DON D. BUSH, Magistrate Judge.
Movant Steven Wade Chandler filed a pro se motion to vacate, set aside, or correct sentence pursuant to 28 U.S.C. § 2255. The motion was referred to the undersigned United States Magistrate Judge for findings of fact, conclusions of law, and recommendations for the disposition of the case pursuant to 28 U.S.C. § 636 and the Amended Order for the Adoption of Local Rules for the Assignment of Duties to the United States Magistrate Judge.
On October 5, 2007, after a plea of guilty pursuant to written plea agreement, Movant was sentenced to 188 months' imprisonment and five years supervised release for a conviction of conspiracy to manufacture and distribute methamphetamine, in violation of 21 U.S.C. § 846. The Fifth Circuit Court of Appeals affirmed on August 20, 2008. The present motion was filed on September 24, 2013. In his motion, Movant claims that he is entitled to relief based on sentencing issues and on new caselaw.
On April 24, 1996, the Antiterrorism and Effective Death Penalty Act of 1996 ("AEDPA") was signed into law. A one year statute of limitations was enacted for motions to vacate, set aside or correct a sentence pursuant to 28 U.S.C. § 2255. In general, a movant for collateral relief has one year from "the date on which the judgment became final" to file a motion challenging a conviction. A conviction is final under § 2255 when a defendant's options for further direct review are foreclosed. United States v. Gamble, 308 F.3d 536, 537 (5th Cir. 2000); United States v. Thomas, 203 F.3d 350, 352 (5th Cir. 2000). When a defendant fails to file a timely notice of appeal from the judgment of the trial court, the conviction is final upon the expiration of the time for filing a notice of appeal, which is ten days after the entry of the judgment. Fed. R. App. P. 4(b). See, e.g., Wims v. United States, 225 F.3d 186, 188 (2nd Cir. 2000).
In the present case, Movant's conviction was affirmed on August 20, 2008. He did not file a writ of certiorari in the United States Supreme Court.

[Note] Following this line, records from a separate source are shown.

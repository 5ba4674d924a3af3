//! Reconciliation of a local zone with the provider's records
//!
//! The local collection is diffed against the remote one; records only the
//! provider has are deleted and records only the zone file has are created.

use std::sync::Arc;

use anyhow::{anyhow, Result};
use tracing::{info, warn};

use crate::collection::RecordCollection;
use crate::dns_provider::DnsProvider;

//==============================================================================
// Report
//==============================================================================

/// Records touched by a reconciliation run
///
/// In a dry run these are the records that would have been touched.
#[derive(Debug, Default, Clone, PartialEq, Eq)]
pub struct SyncReport {
    pub created: RecordCollection,
    pub deleted: RecordCollection,
}

impl SyncReport {
    pub fn is_in_sync(&self) -> bool {
        self.created.is_empty() && self.deleted.is_empty()
    }
}

//==============================================================================
// Reconciler
//==============================================================================

/// Applies the difference between a local zone and a provider zone
pub struct Reconciler<P: DnsProvider> {
    provider: Arc<P>,
    zone_id: String,
}

impl<P: DnsProvider> Reconciler<P> {
    pub fn new(provider: Arc<P>, zone_id: impl Into<String>) -> Self {
        Self {
            provider,
            zone_id: zone_id.into(),
        }
    }

    /// Fetches the remote records and diffs them against `local`
    ///
    /// Returns `(local_only, remote_only)`.
    pub async fn plan(
        &self,
        local: &RecordCollection,
    ) -> Result<(RecordCollection, RecordCollection)> {
        let remote = self.provider.list_records(&self.zone_id).await?;
        info!(
            "Comparing {} local records with {} remote records",
            local.len(),
            remote.len()
        );
        Ok(local.diff(&remote))
    }

    /// Brings the provider in line with `local`
    ///
    /// Remote-only records are deleted first, then local-only records are
    /// created, each in collection order. The first provider error aborts
    /// the run. With `dry_run` nothing is written.
    pub async fn reconcile(&self, local: &RecordCollection, dry_run: bool) -> Result<SyncReport> {
        let (create, delete) = self.plan(local).await?;

        if create.is_empty() && delete.is_empty() {
            info!("Zone is in sync");
            return Ok(SyncReport::default());
        }

        if dry_run {
            for record in &delete {
                warn!("Dry run: would delete {}", record);
            }
            for record in &create {
                warn!("Dry run: would create {}", record);
            }
            return Ok(SyncReport {
                created: create,
                deleted: delete,
            });
        }

        let mut report = SyncReport::default();

        for record in delete {
            let id = record
                .id
                .as_deref()
                .ok_or_else(|| anyhow!("Remote record has no ID: {}", record))?;
            self.provider.delete_record(&self.zone_id, id).await?;
            info!("Deleted {}", record);
            report.deleted.push(record);
        }

        for record in &create {
            let created = self.provider.create_record(&self.zone_id, record).await?;
            info!("Created {}", created);
            report.created.push(created);
        }

        Ok(report)
    }
}

//==============================================================================
// Tests
//==============================================================================

#[cfg(test)]
mod tests {
    use super::*;
    use crate::record::{Record, RecordType};
    use async_trait::async_trait;
    use tokio::sync::Mutex;

    const ZONE_ID: &str = "0123456789abcdef0123456789abcdef";

    /// In-memory provider recording every write
    #[derive(Default)]
    struct FakeProvider {
        records: Mutex<Vec<Record>>,
        calls: Mutex<Vec<String>>,
        fail_deletes: bool,
    }

    impl FakeProvider {
        fn with_records(records: Vec<Record>) -> Self {
            Self {
                records: Mutex::new(records),
                ..Default::default()
            }
        }
    }

    #[async_trait]
    impl DnsProvider for FakeProvider {
        async fn zone_id_by_name(&self, _zone_name: &str) -> Result<String> {
            Ok(ZONE_ID.to_string())
        }

        async fn list_records(&self, zone_id: &str) -> Result<RecordCollection> {
            assert_eq!(zone_id, ZONE_ID);
            Ok(self.records.lock().await.iter().cloned().collect())
        }

        async fn create_record(&self, _zone_id: &str, record: &Record) -> Result<Record> {
            let mut records = self.records.lock().await;
            let created = record.clone().with_id(format!("new{}", records.len()));
            records.push(created.clone());
            self.calls.lock().await.push(format!("create {}", record.name()));
            Ok(created)
        }

        async fn delete_record(&self, _zone_id: &str, record_id: &str) -> Result<()> {
            if self.fail_deletes {
                return Err(anyhow!("delete refused"));
            }
            self.records
                .lock()
                .await
                .retain(|r| r.id.as_deref() != Some(record_id));
            self.calls.lock().await.push(format!("delete {}", record_id));
            Ok(())
        }
    }

    fn local_zone() -> RecordCollection {
        RecordCollection::from(vec![
            Record::new(RecordType::A, "example.com", "192.0.2.1", 300),
            Record::new(RecordType::Cname, "www.example.com", "example.com", 1),
        ])
    }

    #[tokio::test]
    async fn test_reconcile_creates_and_deletes() {
        let provider = Arc::new(FakeProvider::with_records(vec![
            Record::new(RecordType::A, "example.com", "192.0.2.1", 300).with_id("keep"),
            Record::new(RecordType::A, "old.example.com", "192.0.2.9", 300).with_id("stale"),
        ]));
        let reconciler = Reconciler::new(provider.clone(), ZONE_ID);

        let report = reconciler.reconcile(&local_zone(), false).await.unwrap();
        assert_eq!(report.deleted.len(), 1);
        assert_eq!(report.created.len(), 1);
        assert_eq!(
            report.created.iter().next().unwrap().id.as_deref(),
            Some("new1")
        );

        let calls = provider.calls.lock().await.clone();
        assert_eq!(calls, ["delete stale", "create www.example.com"]);

        // A second run finds nothing to do
        let report = reconciler.reconcile(&local_zone(), false).await.unwrap();
        assert!(report.is_in_sync());
    }

    #[tokio::test]
    async fn test_dry_run_writes_nothing() {
        let provider = Arc::new(FakeProvider::with_records(vec![Record::new(
            RecordType::Txt,
            "example.com",
            "stale",
            300,
        )
        .with_id("txt")]));
        let reconciler = Reconciler::new(provider.clone(), ZONE_ID);

        let report = reconciler.reconcile(&local_zone(), true).await.unwrap();
        assert_eq!(report.created.len(), 2);
        assert_eq!(report.deleted.len(), 1);
        assert!(provider.calls.lock().await.is_empty());
        assert_eq!(provider.records.lock().await.len(), 1);
    }

    #[tokio::test]
    async fn test_provider_error_aborts() {
        let provider = Arc::new(FakeProvider {
            records: Mutex::new(vec![
                Record::new(RecordType::A, "old.example.com", "192.0.2.9", 300).with_id("stale")
            ]),
            fail_deletes: true,
            ..Default::default()
        });
        let reconciler = Reconciler::new(provider.clone(), ZONE_ID);

        let err = reconciler.reconcile(&local_zone(), false).await.unwrap_err();
        assert!(err.to_string().contains("delete refused"));
        assert!(provider.calls.lock().await.is_empty());
    }

    #[tokio::test]
    async fn test_remote_record_without_id_is_an_error() {
        let provider = Arc::new(FakeProvider::with_records(vec![Record::new(
            RecordType::A,
            "old.example.com",
            "192.0.2.9",
            300,
        )]));
        let reconciler = Reconciler::new(provider, ZONE_ID);

        let err = reconciler.reconcile(&local_zone(), false).await.unwrap_err();
        assert!(err.to_string().contains("has no ID"));
    }
}
//! Ordered record collections and the diff between them

use std::fmt;
use std::io::{self, Write};

use crate::matcher::matches;
use crate::record::Record;

/// Annotation appended to proxied records in listings
const PROXIED_MARK: &str = " ; PROXIED";

/// An ordered sequence of records
///
/// Order reflects parse or fetch order. Lookups and diffs use [`matches`]
/// rather than structural equality.
#[derive(Debug, Clone, Default, PartialEq, Eq)]
pub struct RecordCollection {
    records: Vec<Record>,
}

impl RecordCollection {
    pub fn new() -> Self {
        Self::default()
    }

    pub fn push(&mut self, record: Record) {
        self.records.push(record);
    }

    pub fn len(&self) -> usize {
        self.records.len()
    }

    pub fn is_empty(&self) -> bool {
        self.records.is_empty()
    }

    pub fn iter(&self) -> std::slice::Iter<'_, Record> {
        self.records.iter()
    }

    /// Returns the first record equivalent to `needle` and its position
    pub fn find(&self, needle: &Record) -> Option<(usize, &Record)> {
        self.records
            .iter()
            .enumerate()
            .find(|(_, r)| matches(r, needle))
    }

    /// Splits two collections into the records only `self` has and the
    /// records only `remote` has
    ///
    /// Records with an equivalent on the other side appear in neither
    /// result. Each result keeps the order of its source. Duplicates are
    /// not paired off one-to-one: one remote record satisfies every
    /// equivalent local record, and vice versa.
    pub fn diff(&self, remote: &RecordCollection) -> (RecordCollection, RecordCollection) {
        let local_only = self
            .iter()
            .filter(|l| remote.find(l).is_none())
            .cloned()
            .collect();
        let remote_only = remote
            .iter()
            .filter(|r| self.find(r).is_none())
            .cloned()
            .collect();

        (local_only, remote_only)
    }

    /// Writes a listing resembling the BIND zone file format
    pub fn fprint<W: Write>(&self, w: &mut W) -> io::Result<()> {
        write!(w, "{}", self)
    }
}

impl fmt::Display for RecordCollection {
    fn fmt(&self, f: &mut fmt::Formatter<'_>) -> fmt::Result {
        let max_name = self.records.iter().map(|r| r.name().len()).max().unwrap_or(0);

        for r in &self.records {
            let proxied = if r.is_proxied() { PROXIED_MARK } else { "" };
            writeln!(
                f,
                "{}.{} {} {:<8} {}{}",
                r.name(),
                " ".repeat(max_name - r.name().len()),
                r.ttl(),
                format!("IN {}", r.record_type),
                r.content(),
                proxied
            )?;
        }
        Ok(())
    }
}

impl From<Vec<Record>> for RecordCollection {
    fn from(records: Vec<Record>) -> Self {
        Self { records }
    }
}

impl FromIterator<Record> for RecordCollection {
    fn from_iter<I: IntoIterator<Item = Record>>(iter: I) -> Self {
        Self {
            records: iter.into_iter().collect(),
        }
    }
}

impl IntoIterator for RecordCollection {
    type Item = Record;
    type IntoIter = std::vec::IntoIter<Record>;

    fn into_iter(self) -> Self::IntoIter {
        self.records.into_iter()
    }
}

impl<'a> IntoIterator for &'a RecordCollection {
    type Item = &'a Record;
    type IntoIter = std::slice::Iter<'a, Record>;

    fn into_iter(self) -> Self::IntoIter {
        self.records.iter()
    }
}

//==============================================================================
// Tests
//==============================================================================
//! DNS provider abstraction layer
//!
//! This module defines the operations the reconciler needs from a DNS
//! provider, so that the Cloudflare client can be swapped for another
//! provider or an in-memory fake in tests.

use async_trait::async_trait;

use crate::collection::RecordCollection;
use crate::record::Record;

//==============================================================================
// Trait
//==============================================================================

/// DNS provider trait for managing the records of a zone
#[async_trait]
pub trait DnsProvider: Send + Sync {
    /// Looks up the provider's zone ID for a zone name
    ///
    /// # Errors
    ///
    /// Fails when no zone with that name is visible to the credentials, or
    /// when the request fails.
    async fn zone_id_by_name(&self, zone_name: &str) -> anyhow::Result<String>;

    /// Fetches every supported record in the zone
    ///
    /// Returned records carry their provider ID. Records of types that
    /// cannot be reconciled are left out.
    async fn list_records(&self, zone_id: &str) -> anyhow::Result<RecordCollection>;

    /// Creates `record` and returns it as stored by the provider
    async fn create_record(&self, zone_id: &str, record: &Record) -> anyhow::Result<Record>;

    /// Deletes the record with the given provider ID
    async fn delete_record(&self, zone_id: &str, record_id: &str) -> anyhow::Result<()>;
}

Thus, Movant's conviction became final ninety days later on November 18, 2008 — the last day on which he could have filed a petition for writ of certiorari in the United States Supreme Court. See Sup. Ct. R. 13(1) (providing that a petition for writ of certiorari is timely when it is filed with the clerk of this Court within 90 days after entry of the judgment"; Clay v. United States, 537 U.S. 522, 532, 123 S.Ct. 1072, 1079, 155 L. Ed.2d 88 (2003). The present § 2255 motion had to be filed within one year from the date on which the judgment became final; thus, Movant had until November 18, 2009, in which to file his motion. He did not file it until September 24, 2013 — three years, ten months, and 6 days beyond the limitations period.

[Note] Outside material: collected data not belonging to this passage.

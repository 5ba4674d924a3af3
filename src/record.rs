//! Provider-agnostic DNS record representation
//!
//! A [`Record`] is what both sides of a reconciliation are reduced to: the
//! records parsed from a zone file and the records fetched from the DNS
//! provider.

use std::fmt;
use std::str::FromStr;

use anyhow::{anyhow, Result};
use serde::{Deserialize, Serialize};

use crate::constants::{TTL_AUTOMATIC, TTL_PROXIED};

//==============================================================================
// Types
//==============================================================================

/// The record types that can be reconciled
#[derive(Debug, Clone, Copy, PartialEq, Eq, Hash, Serialize, Deserialize)]
#[serde(rename_all = "UPPERCASE")]
pub enum RecordType {
    A,
    Aaaa,
    Cname,
    Mx,
    Txt,
}

impl RecordType {
    pub fn as_str(&self) -> &'static str {
        match self {
            RecordType::A => "A",
            RecordType::Aaaa => "AAAA",
            RecordType::Cname => "CNAME",
            RecordType::Mx => "MX",
            RecordType::Txt => "TXT",
        }
    }
}

impl fmt::Display for RecordType {
    fn fmt(&self, f: &mut fmt::Formatter<'_>) -> fmt::Result {
        f.write_str(self.as_str())
    }
}

impl FromStr for RecordType {
    type Err = anyhow::Error;

    fn from_str(s: &str) -> Result<Self> {
        match s.trim().to_ascii_uppercase().as_str() {
            "A" => Ok(RecordType::A),
            "AAAA" => Ok(RecordType::Aaaa),
            "CNAME" => Ok(RecordType::Cname),
            "MX" => Ok(RecordType::Mx),
            "TXT" => Ok(RecordType::Txt),
            _ => Err(anyhow!("Unsupported record type: {}", s)),
        }
    }
}

/// A single DNS record
///
/// `ttl` doubles as a provider convention: a TTL of 1 marks the record as
/// proxied by the provider, a TTL of 0 requests an automatic TTL. The
/// `proxied` flag is derived from the TTL when the record is constructed and
/// cannot be set on its own.
#[derive(Debug, Clone, PartialEq, Eq)]
pub struct Record {
    /// Provider-assigned identifier, only present on fetched records
    pub id: Option<String>,
    pub record_type: RecordType,
    name: String,
    content: String,
    /// Mail exchange preference, zero for anything but MX
    pub priority: u16,
    ttl: u32,
    proxied: bool,
}

impl Record {
    /// Creates a record, deriving the proxied flag from `ttl`
    pub fn new(
        record_type: RecordType,
        name: impl Into<String>,
        content: impl Into<String>,
        ttl: u32,
    ) -> Self {
        let name = name.into();
        Self {
            id: None,
            record_type,
            name: name.trim_end_matches('.').to_string(),
            content: content.into(),
            priority: 0,
            ttl,
            proxied: ttl == TTL_PROXIED,
        }
    }

    pub fn with_priority(mut self, priority: u16) -> Self {
        self.priority = priority;
        self
    }

    pub fn with_id(mut self, id: impl Into<String>) -> Self {
        self.id = Some(id.into());
        self
    }

    /// Fully qualified name without the trailing dot
    pub fn name(&self) -> &str {
        &self.name
    }

    pub fn content(&self) -> &str {
        &self.content
    }

    pub fn ttl(&self) -> u32 {
        self.ttl
    }

    pub fn is_proxied(&self) -> bool {
        self.proxied
    }

    /// Whether the provider should pick the TTL
    pub fn is_automatic_ttl(&self) -> bool {
        self.ttl == TTL_AUTOMATIC
    }
}

impl fmt::Display for Record {
    fn fmt(&self, f: &mut fmt::Formatter<'_>) -> fmt::Result {
        write!(f, "DNS {} {} -> ", self.record_type, self.name)?;
        if self.record_type == RecordType::Mx {
            write!(f, "{} ", self.priority)?;
        }
        write!(
            f,
            "{} (TTL: {}, Proxied: {})",
            self.content, self.ttl, self.proxied
        )
    }
}

//==============================================================================
// Tests
//==============================================================================
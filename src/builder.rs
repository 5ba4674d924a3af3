//! Conversion of zone file tokens into records
//!
//! NS and SOA tokens are dropped: the provider does not allow changing
//! nameservers and the SOA is zone metadata rather than a manageable record.

use crate::error::ZoneError;
use crate::record::{Record, RecordType};
use crate::token::{Token, TokenData};

/// Builds the record described by `token`
///
/// Returns `Ok(None)` for NS and SOA tokens and
/// [`ZoneError::UnsupportedRecordType`] for types that cannot be reconciled.
pub fn build_record(token: &Token) -> Result<Option<Record>, ZoneError> {
    let name = token.header.name.as_str();
    let ttl = token.header.ttl;

    let record = match &token.data {
        TokenData::A(addr) => Record::new(RecordType::A, name, addr.to_string(), ttl),
        TokenData::Aaaa(addr) => Record::new(RecordType::Aaaa, name, addr.to_string(), ttl),
        TokenData::Cname(target) => {
            let target = target.strip_suffix('.').unwrap_or(target);
            Record::new(RecordType::Cname, name, target, ttl)
        }
        TokenData::Mx {
            preference,
            exchange,
        } => Record::new(RecordType::Mx, name, exchange.trim_end_matches('.'), ttl)
            .with_priority(*preference),
        TokenData::Txt(chunks) => {
            let content = chunks.first().cloned().unwrap_or_default();
            Record::new(RecordType::Txt, name, content, ttl)
        }
        TokenData::Ns(_) | TokenData::Soa { .. } => return Ok(None),
        TokenData::Other(rtype) => return Err(ZoneError::UnsupportedRecordType(rtype.clone())),
    };

    Ok(Some(record))
}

The United States Supreme Court confirmed that the AEDPA statute of limitation is not a jurisdictional bar, and it is subject to equitable tolling. Holland v. Florida, 560 U.S. —, 130 S.Ct. 2549, 2560, 177 L. Ed.2d 130 (2010). "A habeas petitioner is entitled to equitable tolling only if he shows `(1) that he has been pursuing his rights diligently, and (2) that some extraordinary circumstance stood in his way' and prevented timely filing." Mathis v. Thaler, 616 F.3d 461, 474 (5th Cir. 2010) (quoting Holland, 130 S. Ct. at 2562). "Courts must consider the individual facts and circumstances of each case in determining whether equitable tolling is appropriate." Alexander v. Cockrell, 294 F.3d 626, 629 (5th Cir. 20902). The Movant bears the burden of proving that he is entitled to equitable tolling. Phillips v. Donnelly, 216 F.3d 508, 511 (5th Cir. 2000).
The Fifth Circuit has held that the district court has the power to equitably toll the limitations period in "extraordinary circumstances." Cantu-Tzin v. Johnson, 162 F.3d 295, 299 (5th Cir.1998). In order to qualify for such equitable tolling, the Movant must present "rare and exceptional circumstances." Davis v. Johnson, 158 F.3d 806, 810-11 (5th Cir.1998). In making this determination, it should be noted that the Fifth Circuit has expressly held that proceeding pro se, illiteracy, deafness, lack of legal training, unfamiliarity with the legal process, and claims of actual innocence are insufficient reasons to equitably toll the statute of limitations. Felder v. Johnson, 204 F.3d 168, 173 (5th Cir.2000).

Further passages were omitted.